From the data below, give the number of lines holding the word "return", with nothing else added.

(Saved entries)

------------------------

use std::io::BufRead;
use tracing::{debug, info, warn};

use super::event::{GameServerEvent, LabelLookup, UserId};
use crate::errors::{Result, SidecarError};
use crate::system::CancellationToken;

/// How a single watch stream ended
#[derive(Debug, PartialEq, Eq)]
pub enum StreamOutcome {
    Found(UserId),
    /// EOF or read error before any event carried the label
    Closed,
}

/// Read events until one carries `label_key`
///
/// Blank lines are skipped and nothing after the qualifying line is read.
/// A line that is not JSON, or a label value that is not a valid user id,
/// is fatal.
pub fn wait_for_label<R: BufRead + ?Sized>(
    reader: &mut R,
    label_key: &str,
    cancel: &CancellationToken,
) -> Result<StreamOutcome> {
    let mut buf = Vec::new();
    let mut events = 0u64;

    loop {
        if cancel.is_cancelled() {
            return Err(SidecarError::cancelled(format!(
                "watch cancelled after {} events",
                events
            )));
        }

        buf.clear();
        match reader.read_until(b'\n', &mut buf) {
            Ok(0) => {
                debug!("Watch stream reached EOF after {} events", events);
                return Ok(StreamOutcome::Closed);
            }
            Ok(_) => {}
            Err(e) => {
                warn!("Watch stream read failed after {} events: {}", events, e);
                return Ok(StreamOutcome::Closed);
            }
        }

        let line = buf.trim_ascii();
        if line.is_empty() {
            continue;
        }
        events += 1;

        let event = GameServerEvent::parse(line)?;

        if let Some(error) = event.error() {
            warn!("Agones SDK reported an error on the watch stream: {}", error);
            continue;
        }

        debug!(
            "Game server update #{}: name={:?}, state={:?}",
            events,
            event.name(),
            event.state()
        );

        match event.label(label_key) {
            LabelLookup::Found(value) => {
                let user = UserId::parse(value)?;
                info!("User assigned: {}", user);
                return Ok(StreamOutcome::Found(user));
            }
            LabelLookup::NotAString => {
                warn!(
                    "Label '{}' is present but not a string, ignoring this update",
                    label_key
                );
            }
            LabelLookup::Missing => {}
        }
    }
}

#[cfg(test)]
mod tests {
    use super::*;
    use std::io::{self, Cursor, Read};

    fn run(input: &str) -> Result<StreamOutcome> {
        let mut reader = Cursor::new(input.as_bytes().to_vec());
        wait_for_label(&mut reader, "user", &CancellationToken::new())
    }

    fn found(name: &str) -> StreamOutcome {
        StreamOutcome::Found(UserId::parse(name).unwrap())
    }

    #[test]
    fn test_skips_events_without_label() {
        let input = concat!(
            r#"{"result":{"object_meta":{"labels":{"foo":"bar"}}}}"#,
            "\n",
            r#"{"result":{"object_meta":{"labels":{"user":"alice"}}}}"#,
            "\n",
        );
        assert_eq!(run(input).unwrap(), found("alice"));
    }

    #[test]
    fn test_stops_reading_after_first_match() {
        let input = concat!(
            r#"{"result":{"object_meta":{"labels":{"user":"alice"}}}}"#,
            "\n",
            r#"{"result":{"object_meta":{"labels":{"user":"bob"}}}}"#,
            "\n",
            "this line would be fatal if read\n",
        );
        let mut reader = Cursor::new(input.as_bytes().to_vec());
        let outcome = wait_for_label(&mut reader, "user", &CancellationToken::new()).unwrap();
        assert_eq!(outcome, found("alice"));

        let mut rest = String::new();
        reader.read_to_string(&mut rest).unwrap();
        assert!(rest.starts_with(r#"{"result":{"object_meta":{"labels":{"user":"bob"}}}}"#));
    }

    #[test]
    fn test_blank_lines_and_crlf() {
        let input = concat!(
            "\n\r\n   \n",
            r#"{"result":{"object_meta":{"labels":{"user":"carol"}}}}"#,
            "\r\n",
        );
        assert_eq!(run(input).unwrap(), found("carol"));
    }

    #[test]
    fn test_last_line_without_newline() {
        let input = r#"{"result":{"object_meta":{"labels":{"user":"dave"}}}}"#;
        assert_eq!(run(input).unwrap(), found("dave"));
    }

    #[test]
    fn test_missing_nested_keys_are_skipped() {
        let input = concat!(
            "{}\n",
            r#"{"result":{}}"#,
            "\n",
            r#"{"error":{"code":14,"message":"unavailable"}}"#,
            "\n",
            r#"{"result":{"object_meta":{"labels":{"user":5}}}}"#,
            "\n",
            r#"{"result":{"object_meta":{"labels":{"user":"erin"}}}}"#,
            "\n",
        );
        assert_eq!(run(input).unwrap(), found("erin"));
    }

    #[test]
    fn test_malformed_line_is_fatal() {
        let input = concat!(
            "not-json\n",
            r#"{"result":{"object_meta":{"labels":{"user":"alice"}}}}"#,
            "\n",
        );
        assert!(matches!(run(input), Err(SidecarError::Serialization(_))));
    }

    #[test]
    fn test_traversal_user_is_rejected() {
        let input = r#"{"result":{"object_meta":{"labels":{"user":"../../etc"}}}}"#;
        assert!(matches!(run(input), Err(SidecarError::Validation(_))));
    }

    #[test]
    fn test_eof_without_label_is_closed() {
        let input = concat!(r#"{"result":{"object_meta":{"labels":{}}}}"#, "\n");
        assert_eq!(run(input).unwrap(), StreamOutcome::Closed);
        assert_eq!(run("").unwrap(), StreamOutcome::Closed);
    }

    #[test]
    fn test_read_error_is_closed() {
        struct Broken;
        impl Read for Broken {
            fn read(&mut self, _buf: &mut [u8]) -> io::Result<usize> {
                Err(io::Error::new(io::ErrorKind::ConnectionReset, "reset by peer"))
            }
        }
        let mut reader = io::BufReader::new(Broken);
        let outcome = wait_for_label(&mut reader, "user", &CancellationToken::new()).unwrap();
        assert_eq!(outcome, StreamOutcome::Closed);
    }

    #[test]
    fn test_custom_label_key() {
        let input = concat!(
            r#"{"result":{"object_meta":{"labels":{"user":"ignored","owner":"frank"}}}}"#,
            "\n"
        );
        let mut reader = Cursor::new(input.as_bytes().to_vec());
        let outcome = wait_for_label(&mut reader, "owner", &CancellationToken::new()).unwrap();
        assert_eq!(outcome, found("frank"));
    }

    #[test]
    fn test_cancelled_stream() {
        let cancel = CancellationToken::new();
        cancel.cancel();
        let mut reader = Cursor::new(b"{}\n".to_vec());
        assert!(matches!(
            wait_for_label(&mut reader, "user", &cancel),
            Err(SidecarError::Cancelled(_))
        ));
    }
}
use std::fmt;

#[derive(Debug, Clone)]
pub enum SidecarError {
    Config(String),
    Filesystem(String),
    Connection(String),
    RetriesExhausted(String),
    StreamClosed(String),
    Serialization(String),
    Validation(String),
    Cancelled(String),
}

impl SidecarError {
    /// 获取错误代码
    pub fn code(&self) -> &'static str {
        match self {
            SidecarError::Config(_) => "E001",
            SidecarError::Filesystem(_) => "E002",
            SidecarError::Connection(_) => "E003",
            SidecarError::RetriesExhausted(_) => "E004",
            SidecarError::StreamClosed(_) => "E005",
            SidecarError::Serialization(_) => "E006",
            SidecarError::Validation(_) => "E007",
            SidecarError::Cancelled(_) => "E008",
        }
    }

    /// 获取错误类型名称
    pub fn error_type(&self) -> &'static str {
        match self {
            SidecarError::Config(_) => "Configuration Error",
            SidecarError::Filesystem(_) => "Filesystem Error",
            SidecarError::Connection(_) => "Connection Error",
            SidecarError::RetriesExhausted(_) => "Retries Exhausted",
            SidecarError::StreamClosed(_) => "Watch Stream Closed",
            SidecarError::Serialization(_) => "Serialization Error",
            SidecarError::Validation(_) => "Validation Error",
            SidecarError::Cancelled(_) => "Cancelled",
        }
    }

    /// 获取错误详情
    pub fn message(&self) -> &str {
        match self {
            SidecarError::Config(msg)
            | SidecarError::Filesystem(msg)
            | SidecarError::Connection(msg)
            | SidecarError::RetriesExhausted(msg)
            | SidecarError::StreamClosed(msg)
            | SidecarError::Serialization(msg)
            | SidecarError::Validation(msg)
            | SidecarError::Cancelled(msg) => msg,
        }
    }

    /// 格式化为彩色输出（用于终端）
    pub fn format_colored(&self) -> String {
        use colored::Colorize;
        format!(
            "{} {} {}\n  {}",
            "[ERROR]".red().bold(),
            self.code().yellow(),
            self.error_type().red(),
            self.message().white()
        )
    }

    /// 格式化为简洁输出（用于日志）
    pub fn format_simple(&self) -> String {
        format!("{}: {}", self.error_type(), self.message())
    }
}

impl fmt::Display for SidecarError {
    fn fmt(&self, f: &mut fmt::Formatter<'_>) -> fmt::Result {
        write!(f, "{}", self.format_simple())
    }
}

impl std::error::Error for SidecarError {}

// 便捷的构造函数
impl SidecarError {
    pub fn config<T: Into<String>>(msg: T) -> Self {
        SidecarError::Config(msg.into())
    }

    pub fn filesystem<T: Into<String>>(msg: T) -> Self {
        SidecarError::Filesystem(msg.into())
    }

    pub fn connection<T: Into<String>>(msg: T) -> Self {
        SidecarError::Connection(msg.into())
    }

    pub fn retries_exhausted<T: Into<String>>(msg: T) -> Self {
        SidecarError::RetriesExhausted(msg.into())
    }

    pub fn stream_closed<T: Into<String>>(msg: T) -> Self {
        SidecarError::StreamClosed(msg.into())
    }

    pub fn serialization<T: Into<String>>(msg: T) -> Self {
        SidecarError::Serialization(msg.into())
    }

    pub fn validation<T: Into<String>>(msg: T) -> Self {
        SidecarError::Validation(msg.into())
    }

    pub fn cancelled<T: Into<String>>(msg: T) -> Self {
        SidecarError::Cancelled(msg.into())
    }
}

impl From<std::io::Error> for SidecarError {
    fn from(err: std::io::Error) -> Self {
        SidecarError::Filesystem(err.to_string())
    }
}

impl From<serde_json::Error> for SidecarError {
    fn from(err: serde_json::Error) -> Self {
        SidecarError::Serialization(err.to_string())
    }
}

impl From<config::ConfigError> for SidecarError {
    fn from(err: config::ConfigError) -> Self {
        SidecarError::Config(err.to_string())
    }
}

pub type Result<T> = std::result::Result<T, SidecarError>;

------------------------

## TASK ANSWER
4